**TO DO**
For each line below, check for "crate"; give only the total of lines where it occurs.

Data entries:
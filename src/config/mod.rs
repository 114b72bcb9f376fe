//! Configuration management.
//!
//! Settings are layered: built-in defaults, then an optional TOML file, then
//! `DOI_FILL_<SECTION>__<KEY>` environment variables. Command-line flags are
//! applied on top by the binary.
//!
//! # Configuration File Format
//!
//! ```toml
//! [lookup]
//! base_url = "https://api.crossref.org"
//! max_attempts = 4
//! retry_delay_ms = 1000
//! timeout_secs = 30
//! mailto = "you@example.org"
//! author_query = "raw"        # or "last-names"
//!
//! [output]
//! suffix = "_doi.bib"
//! indent = "    "
//! ```

use serde::{Deserialize, Serialize};
use std::path::{Path, PathBuf};
use std::time::Duration;

use crate::models::AuthorQuery;
use crate::sources::CROSSREF_API_BASE;
use crate::utils::RetryConfig;

/// Environment variable prefix
pub const ENV_PREFIX: &str = "DOI_FILL";

/// Application configuration
#[derive(Debug, Clone, Default, PartialEq, Serialize, Deserialize)]
pub struct Config {
    /// Registry lookup settings
    #[serde(default)]
    pub lookup: LookupConfig,

    /// Output file settings
    #[serde(default)]
    pub output: OutputConfig,
}

impl Config {
    /// Render as TOML
    pub fn to_toml(&self) -> Result<String, toml::ser::Error> {
        toml::to_string_pretty(self)
    }
}

/// Registry lookup settings
#[derive(Debug, Clone, PartialEq, Serialize, Deserialize)]
pub struct LookupConfig {
    /// Base URL of the CrossRef REST API
    #[serde(default = "default_base_url")]
    pub base_url: String,

    /// Attempts per entry, the first one included
    #[serde(default = "default_max_attempts")]
    pub max_attempts: u32,

    /// Fixed delay between attempts
    #[serde(default = "default_retry_delay_ms")]
    pub retry_delay_ms: u64,

    /// Per-request timeout
    #[serde(default = "default_timeout_secs")]
    pub timeout_secs: u64,

    /// Contact address for CrossRef's polite pool
    #[serde(default)]
    pub mailto: Option<String>,

    /// How the author part of the query is built
    #[serde(default)]
    pub author_query: AuthorQuery,
}

impl Default for LookupConfig {
    fn default() -> Self {
        Self {
            base_url: default_base_url(),
            max_attempts: default_max_attempts(),
            retry_delay_ms: default_retry_delay_ms(),
            timeout_secs: default_timeout_secs(),
            mailto: None,
            author_query: AuthorQuery::default(),
        }
    }
}

impl LookupConfig {
    pub fn retry(&self) -> RetryConfig {
        RetryConfig::default()
            .max_attempts(self.max_attempts)
            .delay(Duration::from_millis(self.retry_delay_ms))
    }
}

fn default_base_url() -> String {
    CROSSREF_API_BASE.to_string()
}

fn default_max_attempts() -> u32 {
    4
}

fn default_retry_delay_ms() -> u64 {
    1000
}

fn default_timeout_secs() -> u64 {
    30
}

/// Output file settings
#[derive(Debug, Clone, PartialEq, Serialize, Deserialize)]
pub struct OutputConfig {
    /// Appended to the input file name to form the output path
    #[serde(default = "default_suffix")]
    pub suffix: String,

    /// Indentation in front of each field
    #[serde(default = "default_indent")]
    pub indent: String,
}

impl Default for OutputConfig {
    fn default() -> Self {
        Self {
            suffix: default_suffix(),
            indent: default_indent(),
        }
    }
}

fn default_suffix() -> String {
    "_doi.bib".to_string()
}

fn default_indent() -> String {
    "    ".to_string()
}

/// Load configuration from an optional file plus the environment
pub fn load_config(path: Option<&Path>) -> Result<Config, config::ConfigError> {
    let mut builder = config::Config::builder();
    if let Some(path) = path {
        builder = builder.add_source(config::File::from(path));
    }

    let settings = builder
        .add_source(
            config::Environment::with_prefix(ENV_PREFIX)
                .prefix_separator("_")
                .separator("__")
                .try_parsing(true),
        )
        .build()?;

    settings.try_deserialize()
}

/// First existing config file among `./doi-fill.toml` and
/// `<config dir>/doi-fill/config.toml`
pub fn find_config_file() -> Option<PathBuf> {
    let local = PathBuf::from("doi-fill.toml");
    if local.is_file() {
        return Some(local);
    }

    dirs::config_dir()
        .map(|dir| dir.join("doi-fill").join("config.toml"))
        .filter(|path| path.is_file())
}
//! Integration tests for doi-fill
//!
//! These tests run the whole pipeline (read, lookup over HTTP, write)
//! against a local mockito server standing in for CrossRef.

use doi_fill::bib::{output_path, parse_bibliography, read_bibliography, render_entry};
use doi_fill::config::LookupConfig;
use doi_fill::enrich::{enrich_file, EnrichError, EnrichOptions};
use doi_fill::sources::{CrossRefResolver, DoiResolver, LookupError};
use doi_fill::Query;
use mockito::Matcher;
use std::path::Path;

const INPUT: &str = r#"@string{acm = "ACM Press"}

@article{knuth1984,
    author = {Knuth, Donald E.},
    title = {Literate Programming},
    journal = {The Computer Journal},
    year = {1984},
    doi = {10.1093/comjnl/27.2.97}
}

@conference{dean2004,
    Author = {Dean, Jeffrey and Ghemawat, Sanjay},
    title = {MapReduce: Simplified Data Processing on Large Clusters},
    booktitle = {OSDI~'04},
    publisher = acm,
    pages = {137--150},
    month = dec,
    year = 2004,
    doi = {}
}

@book{anon1790,
    title = {Pamphlet on M{\"u}ller's {\'E}cole and $\alpha$-Rays},
    note = "Printed~in Paris",
    year = {1790}
}
"#;

const MAPREDUCE_TITLE: &str = "MapReduce: Simplified Data Processing on Large Clusters";
const MAPREDUCE_DOI: &str = "10.1145/1327452.1327492";

fn works_body(doi: &str) -> String {
    format!(
        r#"{{"status":"ok","message-type":"work-list","message":{{"total-results":1,"items":[{{"DOI":"{}","title":["x"]}}]}}}}"#,
        doi
    )
}

fn resolver(base_url: &str, max_attempts: u32) -> CrossRefResolver {
    let config = LookupConfig {
        base_url: base_url.to_string(),
        max_attempts,
        retry_delay_ms: 0,
        timeout_secs: 5,
        ..LookupConfig::default()
    };
    CrossRefResolver::from_config(&config).unwrap()
}

fn write_input(dir: &Path) -> std::path::PathBuf {
    let input = dir.join("refs.bib");
    std::fs::write(&input, INPUT).unwrap();
    input
}

#[tokio::test]
async fn test_end_to_end_fills_missing_doi() {
    let mut server = mockito::Server::new_async().await;
    let mock = server
        .mock("GET", "/works")
        .match_query(Matcher::AllOf(vec![
            Matcher::UrlEncoded("query.title".into(), MAPREDUCE_TITLE.into()),
            Matcher::UrlEncoded(
                "query.author".into(),
                "Dean, Jeffrey and Ghemawat, Sanjay".into(),
            ),
        ]))
        .with_status(200)
        .with_header("content-type", "application/json")
        .with_body(works_body(MAPREDUCE_DOI))
        .expect(1)
        .create_async()
        .await;

    let dir = tempfile::tempdir().unwrap();
    let input = write_input(dir.path());
    let output = output_path(&input, "_doi.bib");
    assert!(output.ends_with("refs.bib_doi.bib"));

    let summary = enrich_file(
        &input,
        &output,
        &resolver(&server.url(), 4),
        &EnrichOptions::default(),
    )
    .await
    .unwrap();

    mock.assert_async().await;
    assert_eq!(summary.new, 1);
    assert_eq!(summary.before, 1);
    assert_eq!(summary.total, 3);
    assert_eq!(summary.skipped, 1);

    // only the blank DOI changes; every other byte is written back as read
    let expected = INPUT.replace(
        "    doi = {}\n",
        "    doi = {10.1145/1327452.1327492}\n",
    );
    assert_eq!(std::fs::read_to_string(&output).unwrap(), expected);

    let written = read_bibliography(&output).unwrap();
    let keys: Vec<&str> = written.iter().map(|e| e.key.as_str()).collect();
    assert_eq!(keys, vec!["knuth1984", "dean2004", "anon1790"]);
    assert_eq!(written.get("dean2004").unwrap().doi(), Some(MAPREDUCE_DOI));
}

#[tokio::test]
async fn test_repeated_citation_keys_are_kept() {
    let mut server = mockito::Server::new_async().await;
    let mock = server
        .mock("GET", "/works")
        .match_query(Matcher::UrlEncoded("query.title".into(), "Second".into()))
        .with_status(200)
        .with_body(works_body("10.1/second"))
        .expect(1)
        .create_async()
        .await;

    let input_text = "@article{dup,\n    author = {Roe, Jane},\n    title = {First},\n    doi = {10.1/first}\n}\n\n@article{dup,\n    author = {Roe, Jane},\n    title = {Second}\n}\n";
    let dir = tempfile::tempdir().unwrap();
    let input = dir.path().join("dup.bib");
    let output = dir.path().join("dup_out.bib");
    std::fs::write(&input, input_text).unwrap();

    let summary = enrich_file(
        &input,
        &output,
        &resolver(&server.url(), 1),
        &EnrichOptions::default(),
    )
    .await
    .unwrap();

    mock.assert_async().await;
    assert_eq!(summary.total, 2);
    assert_eq!(summary.before, 1);
    assert_eq!(summary.new, 1);
    assert_eq!(
        std::fs::read_to_string(&output).unwrap(),
        input_text.replace(
            "    title = {Second}\n",
            "    title = {Second},\n    doi = {10.1/second}\n"
        )
    );
}

#[tokio::test]
async fn test_end_to_end_is_idempotent() {
    let mut server = mockito::Server::new_async().await;
    let _mock = server
        .mock("GET", "/works")
        .match_query(Matcher::Any)
        .with_status(200)
        .with_body(works_body(MAPREDUCE_DOI))
        .create_async()
        .await;

    let dir = tempfile::tempdir().unwrap();
    let input = write_input(dir.path());
    let first = dir.path().join("first.bib");
    let second = dir.path().join("second.bib");
    let resolver = resolver(&server.url(), 4);

    enrich_file(&input, &first, &resolver, &EnrichOptions::default())
        .await
        .unwrap();
    enrich_file(&input, &second, &resolver, &EnrichOptions::default())
        .await
        .unwrap();

    assert_eq!(
        std::fs::read_to_string(&first).unwrap(),
        std::fs::read_to_string(&second).unwrap()
    );

    // a second pass over the output has nothing left to resolve
    let third = dir.path().join("third.bib");
    let summary = enrich_file(&first, &third, &resolver, &EnrichOptions::default())
        .await
        .unwrap();
    assert_eq!(summary.new, 0);
    assert_eq!(summary.before, 2);
    assert_eq!(
        std::fs::read_to_string(&first).unwrap(),
        std::fs::read_to_string(&third).unwrap()
    );
}

#[tokio::test]
async fn test_non_success_status_is_retried_until_exhausted() {
    let mut server = mockito::Server::new_async().await;
    let mock = server
        .mock("GET", "/works")
        .match_query(Matcher::Any)
        .with_status(503)
        .expect(3)
        .create_async()
        .await;

    let result = resolver(&server.url(), 3)
        .lookup(&Query::new(MAPREDUCE_TITLE, "Dean, Jeffrey"))
        .await;

    mock.assert_async().await;
    assert!(matches!(result, Err(LookupError::Exhausted { attempts: 3 })));
}

#[tokio::test]
async fn test_malformed_response_is_not_retried() {
    let mut server = mockito::Server::new_async().await;
    let mock = server
        .mock("GET", "/works")
        .match_query(Matcher::Any)
        .with_status(200)
        .with_body(r#"{"status":"ok","message":{"items":[]}}"#)
        .expect(1)
        .create_async()
        .await;

    let result = resolver(&server.url(), 4)
        .lookup(&Query::new(MAPREDUCE_TITLE, "Dean, Jeffrey"))
        .await;

    mock.assert_async().await;
    assert!(matches!(result, Err(LookupError::MalformedResponse(_))));
}

#[tokio::test]
async fn test_failed_lookup_still_writes_output() {
    let mut server = mockito::Server::new_async().await;
    let _mock = server
        .mock("GET", "/works")
        .match_query(Matcher::Any)
        .with_status(500)
        .create_async()
        .await;

    let dir = tempfile::tempdir().unwrap();
    let input = write_input(dir.path());
    let output = dir.path().join("out.bib");

    let summary = enrich_file(
        &input,
        &output,
        &resolver(&server.url(), 2),
        &EnrichOptions::default(),
    )
    .await
    .unwrap();

    assert_eq!(summary.new, 0);
    assert_eq!(summary.failed, 1);
    assert!(!read_bibliography(&output)
        .unwrap()
        .get("dean2004")
        .unwrap()
        .has_doi());
}

#[tokio::test]
async fn test_transport_failure_writes_nothing() {
    let dir = tempfile::tempdir().unwrap();
    let input = write_input(dir.path());
    let output = dir.path().join("out.bib");

    // nothing listens on port 1
    let result = enrich_file(
        &input,
        &output,
        &resolver("http://127.0.0.1:1", 4),
        &EnrichOptions::default(),
    )
    .await;

    assert!(matches!(
        result,
        Err(EnrichError::Lookup(LookupError::Transport(_)))
    ));
    assert!(!output.exists());
}

#[tokio::test]
async fn test_missing_input_is_fatal() {
    let dir = tempfile::tempdir().unwrap();
    let result = enrich_file(
        &dir.path().join("absent.bib"),
        &dir.path().join("out.bib"),
        &resolver("http://127.0.0.1:1", 1),
        &EnrichOptions::default(),
    )
    .await;

    assert!(matches!(result, Err(EnrichError::Bib(_))));
}

#[test]
fn test_rendered_entry_matches_source_text() {
    let bib = parse_bibliography(INPUT).unwrap();
    let rendered = render_entry(bib.get("anon1790").unwrap(), "    ");
    let start = INPUT.find("@book{anon1790").unwrap();
    assert_eq!(rendered, &INPUT[start..]);
}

**WRITTEN SOLUTION**
3